A juíza Alfaro disse às autoridades americanas que havia recebido suborno de Miguel Martínez, um confidente próximo de Giammattei e um importante funcionário de seu partido, disse a pessoa que compareceu à reunião e o funcionário dos EUA.

Ela disse que o dinheiro que tinha consigo era de 50.000 quetzales guatemaltecos (o equivalente a mais de US$ 6.000), segundo a pessoa que estava presente.

O Times não comprovou a alegação da juíza Alfaro de que ela foi subornada. Em entrevista, Alfaro negou que tenha ido à embaixada e feito a denúncia.

“Não tenho nenhuma relação com Miguel Martínez”, disse ela ao The New York Times. “Duvido que 50.000 quetzales possam ser trazidos para a embaixada porque você passa por tantas medidas de segurança.”

O Sr. Martínez negou ter subornado a juíza Alfaro, dizendo que nunca se encontrou com ela. Ele disse estar ciente de uma tentativa de pessoas que não puderam participar das eleições “para me envolver em alguma situação legal” com a embaixada americana.

“Agora estamos percebendo que esta é a situação legal em que eles estão tentando me envolver”, disse Martínez, “para afetar o processo eleitoral que está sendo realizado de maneira limpa e democrática”.

Mais tarde, Martínez disse a repórteres que o The Times em breve publicaria um relato da viagem de Alfaro à embaixada em uma declaração capturada em vídeo e amplamente divulgada nas redes sociais. “Isso é algo malicioso que eles querem fazer para desestabilizar as eleições”, disse Martínez no vídeo.

Quando questionada sobre as alegações da Sra. Alfaro e a resposta da embaixada, uma porta-voz do Departamento de Estado, Christina Tilghman, disse: “Não confirmamos a existência de supostas reuniões nem discutimos o conteúdo das discussões diplomáticas”.

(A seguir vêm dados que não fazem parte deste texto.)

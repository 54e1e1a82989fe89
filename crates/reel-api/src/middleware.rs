//! API middleware.

use std::time::Instant;

use axum::body::Body;
use axum::http::{HeaderValue, Request, Response};
use axum::middleware::Next;
use tower_http::cors::{Any, CorsLayer};
use tracing::{info, Span};
use uuid::Uuid;

/// Create CORS layer.
pub fn cors_layer(origins: &[String]) -> CorsLayer {
    use axum::http::{header, Method};

    let allowed_headers = [
        header::AUTHORIZATION,
        header::CONTENT_TYPE,
        header::ACCEPT,
        header::ORIGIN,
        header::HeaderName::from_static("x-session-token"),
    ];

    let allowed_methods = [
        Method::GET,
        Method::POST,
        Method::PUT,
        Method::DELETE,
        Method::OPTIONS,
    ];

    if origins.iter().any(|o| o == "*") {
        // Wildcard origin - no credentials allowed, can use Any
        CorsLayer::new()
            .allow_methods(Any)
            .allow_headers(Any)
            .allow_origin(Any)
            .max_age(std::time::Duration::from_secs(600))
    } else {
        let origins: Vec<HeaderValue> = origins.iter().filter_map(|o| o.parse().ok()).collect();

        CorsLayer::new()
            .allow_methods(allowed_methods)
            .allow_headers(allowed_headers)
            .allow_credentials(true)
            .allow_origin(origins)
            .max_age(std::time::Duration::from_secs(600))
    }
}

/// Security headers middleware.
pub async fn security_headers(request: Request<Body>, next: Next) -> Response<Body> {
    let mut response = next.run(request).await;
    let headers = response.headers_mut();

    headers.insert(
        "X-Content-Type-Options",
        "nosniff".parse().expect("valid header value"),
    );
    headers.insert("X-Frame-Options", "DENY".parse().expect("valid header value"));
    headers.insert(
        "Referrer-Policy",
        "strict-origin-when-cross-origin".parse().expect("valid header value"),
    );

    response
}

/// Request ID middleware.
pub async fn request_id(mut request: Request<Body>, next: Next) -> Response<Body> {
    let request_id = request
        .headers()
        .get("X-Request-ID")
        .and_then(|v| v.to_str().ok())
        .map(|s| s.to_string())
        .unwrap_or_else(|| Uuid::new_v4().to_string());

    request.extensions_mut().insert(request_id.clone());
    Span::current().record("request_id", &request_id);

    let mut response = next.run(request).await;

    if let Ok(header_value) = request_id.parse() {
        response.headers_mut().insert("X-Request-ID", header_value);
    }

    response
}

/// Request logging middleware.
pub async fn request_logging(request: Request<Body>, next: Next) -> Response<Body> {
    let method = request.method().clone();
    let uri = request.uri().clone();
    let start = Instant::now();

    let response = next.run(request).await;

    let status = response.status();
    let duration = start.elapsed();

    // Skip health check logging
    if uri.path() != "/health" && uri.path() != "/healthz" && uri.path() != "/ready" {
        info!(
            method = %method,
            uri = %uri,
            status = %status,
            duration_ms = %duration.as_millis(),
            "Request completed"
        );
    }

    response
}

A Sra. Tilghman disse que sempre que o governo americano recebe alegações de corrupção que “atendem aos requisitos probatórios de acordo com os regulamentos e leis dos EUA”, ele impõe sanções ou pune os envolvidos de outra forma.

As ações da autoridade eleitoral levaram grupos de direitos civis a questionar se a disputa presidencial de domingo pode realmente ser considerada livre e justa.

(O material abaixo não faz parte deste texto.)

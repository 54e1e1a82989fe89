//! Shared data models for the Reel Forge backend.
//!
//! This crate provides Serde-serializable types for:
//! - Projects, scenes and their wizard status
//! - Generation jobs and their local lifecycle
//! - Render progress snapshots
//! - The static music catalog

pub mod job;
pub mod music;
pub mod progress;
pub mod project;

// Re-export common types
pub use job::{Job, JobId, JobKind, JobStatus, RunRef};
pub use music::{music_catalog, music_track_by_id, MusicTrack};
pub use progress::RenderProgress;
pub use project::{Moodboard, MoodboardImage, Project, ProjectId, ProjectStatus, Scene, SceneId};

“Legalidade não é o mesmo que legitimidade”, disse Juan Francisco Sandoval, ex-promotor anticorrupção que agora mora nos Estados Unidos e está entre as dezenas de promotores e juízes que se exilaram nos últimos anos.

A votação, disse ele, será prejudicada tanto por “decisões arbitrárias” sobre quem pode concorrer quanto por um aumento no financiamento ilícito de campanha usando fundos públicos.

Embora com origens ideológicas diferentes, pelo menos três dos candidatos excluídos foram vistos como perturbadores para o establishment político guatemalteco.

Um deles, Carlos Pineda, se posicionou como um empresário de fora e usou o TikTok para se tornar o favorito nas pesquisas.

“Eles foram atrás de nós porque estávamos subindo tanto nas pesquisas que poderíamos fazer história vencendo no primeiro turno”, disse Pineda, referindo-se ao fato de que, se ninguém obtiver mais de 50% dos votos, um segundo turno será realizado entre os dois primeiros candidatos. “Esta eleição é ilegítima.”

Outra candidata barrada, Thelma Cabrera, é uma esquerdista de uma família Maya Mam que tenta organizar os povos indígenas da Guatemala, que representam cerca de metade da população, em uma força política unificada. Um terceiro, Roberto Arzú, é descendente de direita de uma família política que se posicionou como adversário das elites do país.

O Sr. Giammattei, proibido por lei de buscar a reeleição, permaneceu em silêncio sobre o impedimento de vários candidatos importantes. A corrida tornou-se em grande parte uma competição entre três principais candidatos que são vistos como dando continuidade ao status quo.

Sandra Torres foi primeira-dama de 2008 a 2011, quando foi casada com o presidente Álvaro Colom. Eles se divorciaram quando Torres tentou concorrer à presidência pela primeira vez em 2011 (a lei guatemalteca proíbe que parentes de um presidente se candidatem).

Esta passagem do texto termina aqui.